Beats, Rhymes & Life predominantly follows a chronological oral history format with members of A Tribe Called Quest and other figures associated with their story recalling the events up to and during their successful career (with Rapaport’s voice occasionally heard asking questions) before disbanding in 1998. Sprinkled throughout are current looks at the lives of rappers Q-Tip and Phife and to a lesser extent DJ Ali Shaheed Muhammad (and to an even lesser extent, rapper Jarobi White). And of course, there is their great music, much of which is cued when the rhymes are biographically appropriate.
More than any other lyric, “When’s the last time you heard a funky diabetic?” is of great significance once it prompts a focus on Phife’s history with Type 1 diabetes and how it affected the group.
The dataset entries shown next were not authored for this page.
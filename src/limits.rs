use crate::model::Ms;

pub const MAX_NAME_LEN: usize = 200;
pub const MAX_ADDRESS_LEN: usize = 200;
pub const MAX_EMAIL_LEN: usize = 254;

pub const MAX_COURTS: usize = 10_000;
pub const MAX_USERS: usize = 1_000_000;
pub const MAX_BOOKINGS_PER_COURT: usize = 100_000;

/// 1970-01-01T00:00:00Z
pub const MIN_VALID_TIMESTAMP_MS: Ms = 0;
/// 2100-01-01T00:00:00Z
pub const MAX_VALID_TIMESTAMP_MS: Ms = 4_102_444_800_000;

pub const MAX_BOOKING_DURATION_MS: Ms = 24 * 3_600_000;
pub const MAX_QUERY_WINDOW_MS: Ms = 31 * 24 * 3_600_000;

pub const DEFAULT_PAGE_SIZE: usize = 10;
pub const MAX_PAGE_SIZE: usize = 100;

/// Upper bound on the court price, in cents.
pub const MAX_PRICE_CENTS: u64 = 100_000_000;

/// Largest encoded event the WAL writes or accepts on replay.
pub const MAX_EVENT_BYTES: usize = 1 << 20;
use std::net::SocketAddr;

// ── RED metrics (request-driven) ────────────────────────────────

/// Counter: total HTTP requests handled. Labels: operation, status.
pub const REQUESTS_TOTAL: &str = "padelbook_requests_total";

/// Histogram: request latency in seconds. Labels: operation.
pub const REQUEST_DURATION_SECONDS: &str = "padelbook_request_duration_seconds";

/// Counter: requests rejected by the identity provider.
pub const AUTH_FAILURES_TOTAL: &str = "padelbook_auth_failures_total";

// ── Booking lifecycle ───────────────────────────────────────────

/// Counter: bookings created.
pub const BOOKINGS_CREATED_TOTAL: &str = "padelbook_bookings_created_total";

/// Counter: create/update attempts refused for overlapping an active booking.
pub const BOOKING_CONFLICTS_TOTAL: &str = "padelbook_booking_conflicts_total";

/// Counter: bookings moved to COMPLETED by the sweeper.
pub const BOOKINGS_COMPLETED_TOTAL: &str = "padelbook_bookings_completed_total";

// ── USE metrics (resource utilization) ──────────────────────────

/// Histogram: WAL group-commit flush duration in seconds.
pub const WAL_FLUSH_DURATION_SECONDS: &str = "padelbook_wal_flush_duration_seconds";

/// Histogram: WAL group-commit batch size (events per flush).
pub const WAL_FLUSH_BATCH_SIZE: &str = "padelbook_wal_flush_batch_size";

/// Install Prometheus metrics exporter on the given port. No-op if port is None.
pub fn init(port: Option<u16>) -> Result<(), metrics_exporter_prometheus::BuildError> {
    let Some(port) = port else { return Ok(()) };
    let addr: SocketAddr = ([0, 0, 0, 0], port).into();
    metrics_exporter_prometheus::PrometheusBuilder::new()
        .with_http_listener(addr)
        .install()?;
    tracing::info!("metrics endpoint: http://0.0.0.0:{port}/metrics");
    Ok(())
}

/// Short metrics label for a matched route.
pub fn operation_label(method: &str, route: &str) -> &'static str {
    match (method, route) {
        (_, "/health") => "health",
        ("POST", "/api/users") => "register_user",
        ("GET", "/api/users") => "list_users",
        ("GET", "/api/users/me") => "current_user",
        ("GET", "/api/users/{id}") => "get_user",
        ("PUT", "/api/users/{id}/role") => "change_role",
        ("GET", "/api/courts") => "list_courts",
        ("POST", "/api/courts") => "create_court",
        ("GET", "/api/courts/available") => "list_available_courts",
        ("GET", "/api/courts/{id}") => "get_court",
        ("PUT", "/api/courts/{id}") => "update_court",
        ("PATCH", "/api/courts/{id}") => "patch_court",
        ("DELETE", "/api/courts/{id}") => "delete_court",
        ("GET", "/api/courts/{id}/free-slots") => "free_slots",
        ("GET", "/api/courts/{id}/conflict") => "has_conflict",
        ("GET", "/api/bookings") => "list_bookings",
        ("POST", "/api/bookings") => "create_booking",
        ("GET", "/api/bookings/me") => "list_my_bookings",
        ("GET", "/api/bookings/{id}") => "get_booking",
        ("PUT", "/api/bookings/{id}") => "update_booking",
        ("PATCH", "/api/bookings/{id}") => "patch_booking",
        ("DELETE", "/api/bookings/{id}") => "delete_booking",
        ("POST", "/api/bookings/{id}/cancel") => "cancel_booking",
        ("GET", "/api/statistics/admin") => "admin_stats",
        _ => "other",
    }
}

#[cfg(test)]
mod tests {
    use super::*;

    #[test]
    fn labels_distinguish_methods_on_one_route() {
        assert_eq!(operation_label("GET", "/api/bookings/{id}"), "get_booking");
        assert_eq!(operation_label("PATCH", "/api/bookings/{id}"), "patch_booking");
        assert_eq!(operation_label("DELETE", "/api/bookings/{id}"), "delete_booking");
        assert_eq!(operation_label("GET", "/nowhere"), "other");
    }
}
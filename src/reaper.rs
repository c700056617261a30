use std::sync::Arc;
use std::time::Duration;

use tracing::{debug, info, warn};

use crate::engine::Engine;

/// Background task that moves elapsed BOOKED bookings to COMPLETED.
pub async fn run_completer(engine: Arc<Engine>, every: Duration) {
    let mut interval = tokio::time::interval(every);
    loop {
        interval.tick().await;
        let now = chrono::Utc::now().timestamp_millis();
        match engine.complete_elapsed(now).await {
            Ok(0) => {}
            Ok(n) => debug!("completion sweep marked {n} bookings"),
            Err(e) => warn!("completion sweep failed: {e}"),
        }
    }
}

/// Background task that compacts the WAL once enough appends pile up.
pub async fn run_compactor(engine: Arc<Engine>, threshold: u64) {
    let mut interval = tokio::time::interval(Duration::from_secs(60));
    loop {
        interval.tick().await;
        let appends = engine.wal_appends_since_compact().await;
        if appends < threshold {
            continue;
        }
        match engine.compact_wal().await {
            Ok(()) => info!("compacted WAL after {appends} appends"),
            Err(e) => warn!("WAL compaction failed: {e}"),
        }
    }
}

#[cfg(test)]
mod tests {
    use super::*;
    use crate::engine::{Caller, CourtDraft};
    use crate::model::*;
    use std::path::PathBuf;

    fn test_wal_path(name: &str) -> PathBuf {
        let dir = std::env::temp_dir().join("padelbook_test_reaper");
        std::fs::create_dir_all(&dir).unwrap();
        let path = dir.join(name);
        let _ = std::fs::remove_file(&path);
        path
    }

    #[tokio::test]
    async fn completer_sweeps_elapsed_bookings() {
        let engine = Arc::new(Engine::new(test_wal_path("completer.wal")).unwrap());
        let admin = Caller::from(&engine.ensure_admin("admin@padel.test", "Admin").await.unwrap());
        let court = engine
            .create_court(
                &admin,
                CourtDraft {
                    name: "Pista".into(),
                    address: "Calle 1".into(),
                    location: None,
                    price_cents: 1000,
                    owner_id: None,
                },
            )
            .await
            .unwrap();

        let now = chrono::Utc::now().timestamp_millis();
        let past = engine
            .create_booking(&admin, court.id, now - 2 * 3_600_000, now - 3_600_000)
            .await
            .unwrap();

        let task = tokio::spawn(run_completer(engine.clone(), Duration::from_millis(10)));
        let mut status = BookingStatus::Booked;
        for _ in 0..100 {
            status = engine.get_booking(&admin, past.id).await.unwrap().status;
            if status == BookingStatus::Completed {
                break;
            }
            tokio::time::sleep(Duration::from_millis(10)).await;
        }
        task.abort();
        assert_eq!(status, BookingStatus::Completed);
    }
}
use std::fs::{self, File, OpenOptions};
use std::io::{self, BufReader, BufWriter, Read, Write};
use std::path::{Path, PathBuf};

use crate::limits::MAX_EVENT_BYTES;
use crate::model::Event;

const LEN_BYTES: usize = 4;
const CRC_BYTES: usize = 4;

/// Encode a single event as `[len][bincode][crc32]`.
fn encode_event(writer: &mut impl Write, event: &Event) -> io::Result<()> {
    let payload =
        bincode::serialize(event).map_err(|e| io::Error::new(io::ErrorKind::InvalidData, e))?;
    if payload.len() > MAX_EVENT_BYTES {
        return Err(io::Error::new(io::ErrorKind::InvalidData, "event too large"));
    }
    let len = payload.len() as u32;
    writer.write_all(&len.to_le_bytes())?;
    writer.write_all(&payload)?;
    writer.write_all(&crc32fast::hash(&payload).to_le_bytes())?;
    Ok(())
}

/// Outcome of reading one framed entry.
enum Entry {
    Event(Event),
    /// Clean end of file.
    End,
    /// Truncated or corrupt entry; everything from here on is discarded.
    Torn(&'static str),
}

/// `read_exact` that reports a clean EOF as `Ok(false)`.
fn fill(reader: &mut impl Read, buf: &mut [u8]) -> io::Result<bool> {
    match reader.read_exact(buf) {
        Ok(()) => Ok(true),
        Err(e) if e.kind() == io::ErrorKind::UnexpectedEof => Ok(false),
        Err(e) => Err(e),
    }
}

fn read_entry(reader: &mut impl Read) -> io::Result<Entry> {
    let mut len_buf = [0u8; LEN_BYTES];
    if !fill(reader, &mut len_buf)? {
        return Ok(Entry::End);
    }
    let len = u32::from_le_bytes(len_buf) as usize;
    if len > MAX_EVENT_BYTES {
        return Ok(Entry::Torn("oversized length prefix"));
    }
    let mut payload = vec![0u8; len];
    if !fill(reader, &mut payload)? {
        return Ok(Entry::Torn("truncated payload"));
    }
    let mut crc_buf = [0u8; CRC_BYTES];
    if !fill(reader, &mut crc_buf)? {
        return Ok(Entry::Torn("truncated checksum"));
    }
    if u32::from_le_bytes(crc_buf) != crc32fast::hash(&payload) {
        return Ok(Entry::Torn("checksum mismatch"));
    }
    match bincode::deserialize::<Event>(&payload) {
        Ok(event) => Ok(Entry::Event(event)),
        Err(_) => Ok(Entry::Torn("undecodable payload")),
    }
}

/// Append-only write-ahead log of booking events.
///
/// Each entry is `[u32: len][bincode: Event][u32: crc32]`, little endian.
/// A torn tail (crash mid-write) is detected by the length prefix and the
/// checksum and dropped on replay.
pub struct Wal {
    writer: BufWriter<File>,
    path: PathBuf,
    appends_since_compact: u64,
}

impl Wal {
    pub fn open(path: &Path) -> io::Result<Self> {
        let file = OpenOptions::new().create(true).append(true).open(path)?;
        Ok(Self {
            writer: BufWriter::new(file),
            path: path.to_path_buf(),
            appends_since_compact: 0,
        })
    }

    #[cfg(test)]
    pub fn append(&mut self, event: &Event) -> io::Result<()> {
        self.append_buffered(event)?;
        self.flush_sync()
    }

    /// Buffer an event without syncing. Durable only after `flush_sync`.
    pub fn append_buffered(&mut self, event: &Event) -> io::Result<()> {
        encode_event(&mut self.writer, event)?;
        self.appends_since_compact += 1;
        Ok(())
    }

    pub fn flush_sync(&mut self) -> io::Result<()> {
        self.writer.flush()?;
        self.writer.get_ref().sync_all()
    }

    pub fn path(&self) -> &Path {
        &self.path
    }

    pub fn appends_since_compact(&self) -> u64 {
        self.appends_since_compact
    }

    fn compact_tmp_path(path: &Path) -> PathBuf {
        path.with_extension("wal.tmp")
    }

    /// Write a snapshot of events to the temp file and fsync it.
    pub fn write_compact_file(path: &Path, events: &[Event]) -> io::Result<()> {
        let mut writer = BufWriter::new(File::create(Self::compact_tmp_path(path))?);
        for event in events {
            encode_event(&mut writer, event)?;
        }
        writer.flush()?;
        writer.get_ref().sync_all()
    }

    /// Rename the temp file over the log and reopen for appends.
    pub fn swap_compact_file(&mut self) -> io::Result<()> {
        fs::rename(Self::compact_tmp_path(&self.path), &self.path)?;
        let file = OpenOptions::new().create(true).append(true).open(&self.path)?;
        self.writer = BufWriter::new(file);
        self.appends_since_compact = 0;
        Ok(())
    }

    #[cfg(test)]
    pub fn compact(&mut self, events: &[Event]) -> io::Result<()> {
        Self::write_compact_file(&self.path, events)?;
        self.swap_compact_file()
    }

    /// Read every intact event. A missing file replays as empty.
    pub fn replay(path: &Path) -> io::Result<Vec<Event>> {
        let file = match File::open(path) {
            Ok(f) => f,
            Err(e) if e.kind() == io::ErrorKind::NotFound => return Ok(Vec::new()),
            Err(e) => return Err(e),
        };
        let mut reader = BufReader::new(file);
        let mut events = Vec::new();
        loop {
            match read_entry(&mut reader)? {
                Entry::Event(event) => events.push(event),
                Entry::End => break,
                Entry::Torn(reason) => {
                    tracing::warn!(
                        "wal {}: discarding tail after {} events ({reason})",
                        path.display(),
                        events.len()
                    );
                    break;
                }
            }
        }
        Ok(events)
    }
}

#[cfg(test)]
mod tests {
    use super::*;
    use crate::model::*;
    use ulid::Ulid;

    fn tmp_path(name: &str) -> PathBuf {
        let dir = std::env::temp_dir().join("padelbook_test_wal");
        fs::create_dir_all(&dir).unwrap();
        let path = dir.join(name);
        let _ = fs::remove_file(&path);
        path
    }

    fn user_event() -> Event {
        Event::UserRegistered {
            user: User {
                id: Ulid::new(),
                email: "ana@example.com".into(),
                name: "Ana".into(),
                role: Role::Owner,
                points: 0,
                created_at: 1_000,
            },
        }
    }

    fn booking_event(court_id: Ulid) -> Event {
        Event::BookingCreated {
            booking: Booking {
                id: Ulid::new(),
                court_id,
                user_id: Ulid::new(),
                span: Span::new(1_000, 2_000),
                status: BookingStatus::Booked,
                created_at: 10,
                updated_at: 10,
            },
        }
    }

    #[test]
    fn append_and_replay() {
        let path = tmp_path("append_and_replay.wal");
        let events = vec![user_event(), booking_event(Ulid::new())];
        {
            let mut wal = Wal::open(&path).unwrap();
            for e in &events {
                wal.append(e).unwrap();
            }
        }
        assert_eq!(Wal::replay(&path).unwrap(), events);
        let _ = fs::remove_file(&path);
    }

    #[test]
    fn replay_drops_torn_tail() {
        let path = tmp_path("torn_tail.wal");
        let event = user_event();
        {
            let mut wal = Wal::open(&path).unwrap();
            wal.append(&event).unwrap();
        }
        {
            let mut f = OpenOptions::new().append(true).open(&path).unwrap();
            f.write_all(&[7u8, 0, 0, 0, 1, 2]).unwrap(); // length says 7, only 2 bytes follow
        }
        assert_eq!(Wal::replay(&path).unwrap(), vec![event]);
        let _ = fs::remove_file(&path);
    }

    #[test]
    fn replay_missing_file_is_empty() {
        let path = tmp_path("missing.wal");
        assert!(Wal::replay(&path).unwrap().is_empty());
    }

    #[test]
    fn replay_stops_at_bad_checksum() {
        let path = tmp_path("bad_crc.wal");
        let good = user_event();
        {
            let mut wal = Wal::open(&path).unwrap();
            wal.append(&good).unwrap();
        }
        {
            let payload = bincode::serialize(&Event::CourtDeleted { id: Ulid::new() }).unwrap();
            let mut f = OpenOptions::new().append(true).open(&path).unwrap();
            f.write_all(&(payload.len() as u32).to_le_bytes()).unwrap();
            f.write_all(&payload).unwrap();
            f.write_all(&0xDEAD_BEEFu32.to_le_bytes()).unwrap();
        }
        assert_eq!(Wal::replay(&path).unwrap(), vec![good]);
        let _ = fs::remove_file(&path);
    }

    #[test]
    fn replay_rejects_oversized_length_prefix() {
        let path = tmp_path("oversized_prefix.wal");
        let good = user_event();
        {
            let mut wal = Wal::open(&path).unwrap();
            wal.append(&good).unwrap();
        }
        {
            let mut f = OpenOptions::new().append(true).open(&path).unwrap();
            f.write_all(&u32::MAX.to_le_bytes()).unwrap();
            f.write_all(&[0u8; 16]).unwrap();
        }
        assert_eq!(Wal::replay(&path).unwrap(), vec![good]);
        let _ = fs::remove_file(&path);
    }

    #[test]
    fn compact_then_append() {
        let path = tmp_path("compact_then_append.wal");
        let court_id = Ulid::new();
        let snapshot = vec![user_event()];
        let later = booking_event(court_id);
        {
            let mut wal = Wal::open(&path).unwrap();
            for _ in 0..20 {
                wal.append(&booking_event(court_id)).unwrap();
            }
            let before = fs::metadata(&path).unwrap().len();
            wal.compact(&snapshot).unwrap();
            assert_eq!(wal.appends_since_compact(), 0);
            assert!(fs::metadata(&path).unwrap().len() < before);
            wal.append(&later).unwrap();
        }
        let replayed = Wal::replay(&path).unwrap();
        assert_eq!(replayed, vec![snapshot[0].clone(), later]);
        let _ = fs::remove_file(&path);
    }

    #[test]
    fn buffered_appends_count_until_flush() {
        let path = tmp_path("buffered.wal");
        let events: Vec<Event> = (0..5).map(|_| booking_event(Ulid::new())).collect();
        {
            let mut wal = Wal::open(&path).unwrap();
            for e in &events {
                wal.append_buffered(e).unwrap();
            }
            assert_eq!(wal.appends_since_compact(), 5);
            wal.flush_sync().unwrap();
        }
        assert_eq!(Wal::replay(&path).unwrap(), events);
        let _ = fs::remove_file(&path);
    }
}
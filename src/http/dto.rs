//! JSON request and response bodies. Times cross the wire as RFC 3339 UTC
//! timestamps and are stored as Unix milliseconds.

use chrono::{DateTime, Utc};
use serde::{Deserialize, Serialize};
use ulid::Ulid;

use crate::engine::{BookingPatch, CourtDraft, CourtPatch, EngineError};
use crate::model::*;

pub fn to_ms(t: DateTime<Utc>) -> Ms {
    t.timestamp_millis()
}

pub fn from_ms(ms: Ms) -> DateTime<Utc> {
    DateTime::from_timestamp_millis(ms).unwrap_or_default()
}

fn location(lat: Option<f64>, lng: Option<f64>) -> Result<Option<GeoPoint>, EngineError> {
    match (lat, lng) {
        (Some(lat), Some(lng)) => Ok(Some(GeoPoint { lat, lng })),
        (None, None) => Ok(None),
        _ => Err(EngineError::Validation("lat and lng must be set together".into())),
    }
}

// ── Requests ─────────────────────────────────────────────

#[derive(Debug, Deserialize)]
#[serde(rename_all = "camelCase", deny_unknown_fields)]
pub struct RegisterRequest {
    pub email: String,
    pub name: String,
}

#[derive(Debug, Deserialize)]
#[serde(deny_unknown_fields)]
pub struct RoleRequest {
    pub role: Role,
}

#[derive(Debug, Deserialize)]
#[serde(rename_all = "camelCase", deny_unknown_fields)]
pub struct CourtRequest {
    pub name: String,
    pub address: String,
    pub lat: Option<f64>,
    pub lng: Option<f64>,
    pub price_cents: u64,
    pub owner_id: Option<Ulid>,
}

impl CourtRequest {
    pub fn into_draft(self) -> Result<CourtDraft, EngineError> {
        Ok(CourtDraft {
            location: location(self.lat, self.lng)?,
            name: self.name,
            address: self.address,
            price_cents: self.price_cents,
            owner_id: self.owner_id,
        })
    }
}

#[derive(Debug, Default, Deserialize)]
#[serde(rename_all = "camelCase", deny_unknown_fields)]
pub struct CourtPatchRequest {
    pub name: Option<String>,
    pub address: Option<String>,
    pub lat: Option<f64>,
    pub lng: Option<f64>,
    pub price_cents: Option<u64>,
    pub owner_id: Option<Ulid>,
}

impl From<CourtPatchRequest> for CourtPatch {
    fn from(req: CourtPatchRequest) -> Self {
        CourtPatch {
            name: req.name,
            address: req.address,
            lat: req.lat,
            lng: req.lng,
            price_cents: req.price_cents,
            owner_id: req.owner_id,
        }
    }
}

#[derive(Debug, Deserialize)]
#[serde(rename_all = "camelCase", deny_unknown_fields)]
pub struct BookingRequest {
    pub court_id: Ulid,
    pub start_time: DateTime<Utc>,
    pub end_time: DateTime<Utc>,
}

/// Partial booking update. Any key outside this set fails to parse.
#[derive(Debug, Default, Deserialize)]
#[serde(rename_all = "camelCase", deny_unknown_fields)]
pub struct BookingPatchRequest {
    pub court_id: Option<Ulid>,
    pub user_id: Option<Ulid>,
    pub start_time: Option<DateTime<Utc>>,
    pub end_time: Option<DateTime<Utc>>,
    pub status: Option<BookingStatus>,
}

impl From<BookingPatchRequest> for BookingPatch {
    fn from(req: BookingPatchRequest) -> Self {
        BookingPatch {
            court_id: req.court_id,
            user_id: req.user_id,
            start: req.start_time.map(to_ms),
            end: req.end_time.map(to_ms),
            status: req.status,
        }
    }
}

#[derive(Debug, Deserialize)]
pub struct WindowQuery {
    pub start: DateTime<Utc>,
    pub end: DateTime<Utc>,
}

#[derive(Debug, Deserialize)]
pub struct MyBookingsQuery {
    pub page: Option<usize>,
    pub size: Option<usize>,
    pub status: Option<String>,
}

// ── Responses ────────────────────────────────────────────

#[derive(Debug, Serialize, Deserialize)]
#[serde(rename_all = "camelCase")]
pub struct UserResponse {
    pub id: Ulid,
    pub email: String,
    pub name: String,
    pub role: Role,
    pub points: u32,
    pub created_at: DateTime<Utc>,
}

impl From<User> for UserResponse {
    fn from(u: User) -> Self {
        UserResponse {
            id: u.id,
            email: u.email,
            name: u.name,
            role: u.role,
            points: u.points,
            created_at: from_ms(u.created_at),
        }
    }
}

#[derive(Debug, Serialize, Deserialize)]
#[serde(rename_all = "camelCase")]
pub struct CourtResponse {
    pub id: Ulid,
    pub name: String,
    pub address: String,
    pub lat: Option<f64>,
    pub lng: Option<f64>,
    pub price_cents: u64,
    pub owner_id: Ulid,
    pub owner_name: String,
}

impl From<CourtView> for CourtResponse {
    fn from(c: CourtView) -> Self {
        CourtResponse {
            id: c.id,
            name: c.name,
            address: c.address,
            lat: c.location.map(|p| p.lat),
            lng: c.location.map(|p| p.lng),
            price_cents: c.price_cents,
            owner_id: c.owner_id,
            owner_name: c.owner_name,
        }
    }
}

#[derive(Debug, Serialize, Deserialize)]
#[serde(rename_all = "camelCase")]
pub struct BookingResponse {
    pub id: Ulid,
    pub court_id: Ulid,
    pub court_name: String,
    pub user_id: Ulid,
    pub user_name: String,
    pub start_time: DateTime<Utc>,
    pub end_time: DateTime<Utc>,
    pub status: BookingStatus,
}

impl From<BookingView> for BookingResponse {
    fn from(b: BookingView) -> Self {
        BookingResponse {
            id: b.id,
            court_id: b.court_id,
            court_name: b.court_name,
            user_id: b.user_id,
            user_name: b.user_name,
            start_time: from_ms(b.start),
            end_time: from_ms(b.end),
            status: b.status,
        }
    }
}

#[derive(Debug, Serialize, Deserialize)]
#[serde(rename_all = "camelCase")]
pub struct PageResponse<T> {
    pub items: Vec<T>,
    pub page: usize,
    pub size: usize,
    pub total_items: usize,
    pub total_pages: usize,
}

impl From<Page<BookingView>> for PageResponse<BookingResponse> {
    fn from(p: Page<BookingView>) -> Self {
        PageResponse {
            total_pages: p.total_pages(),
            page: p.page,
            size: p.size,
            total_items: p.total_items,
            items: p.items.into_iter().map(Into::into).collect(),
        }
    }
}

#[derive(Debug, Serialize, Deserialize)]
#[serde(rename_all = "camelCase")]
pub struct SlotResponse {
    pub start_time: DateTime<Utc>,
    pub end_time: DateTime<Utc>,
}

impl From<Span> for SlotResponse {
    fn from(s: Span) -> Self {
        SlotResponse { start_time: from_ms(s.start), end_time: from_ms(s.end) }
    }
}

#[derive(Debug, Serialize, Deserialize)]
pub struct ConflictResponse {
    pub conflict: bool,
}

#[derive(Debug, Serialize, Deserialize)]
#[serde(rename_all = "camelCase")]
pub struct StatsResponse {
    pub total_users: usize,
    pub total_courts: usize,
    pub total_bookings: usize,
    pub average_bookings_per_user: f64,
    pub revenue_cents: u64,
}

impl From<AdminStats> for StatsResponse {
    fn from(s: AdminStats) -> Self {
        StatsResponse {
            total_users: s.total_users,
            total_courts: s.total_courts,
            total_bookings: s.total_bookings,
            average_bookings_per_user: s.average_bookings_per_user,
            revenue_cents: s.revenue_cents,
        }
    }
}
It may seem tame as far as music biopics go that the group’s only apparent addiction “trouble” was Phife’s sugar habit and the only life-threatening issue is with his lifelong disease. But diabetes, as the film respectfully shows us, is in fact a very serious matter. In that way, Beats, Rhymes & Life almost ventures into awareness doc territory.
Obviously fans of A Tribe Called Quest are going to appreciate and enjoy this documentary, but as merely a minor follower of their music I think I can attest that it transcends that base audience. Once Rapaport brings us up to speed with more recently shot footage covering a behind the scenes peek at Tribe’s participation in the 2008 Rock the Bells tour, the confrontational moments have a dramatic power not unlike those seen in Ondi Timoner’s widely accessible music doc Dig!
As with many documentaries, though, Beats, Rhymes & Life may skew towards drama over truth, and the fact that Q-Tip has been publicly unsupportive of the film is clearly evidence that either we’re not getting the full story or we’re given only a certain perspective on it. Had the rapper not been so vocal about his disagreements with Rapaport, I might not have noticed that it’s possibly a little too much on the side of Phife with the falling-out stuff and the sympathetic focus on his disease. There is definitely more attention given to Phife’s comments on the strife, but as he says in the film, it’s not about disrespecting Q-Tip, it’s just documentary. Exactly.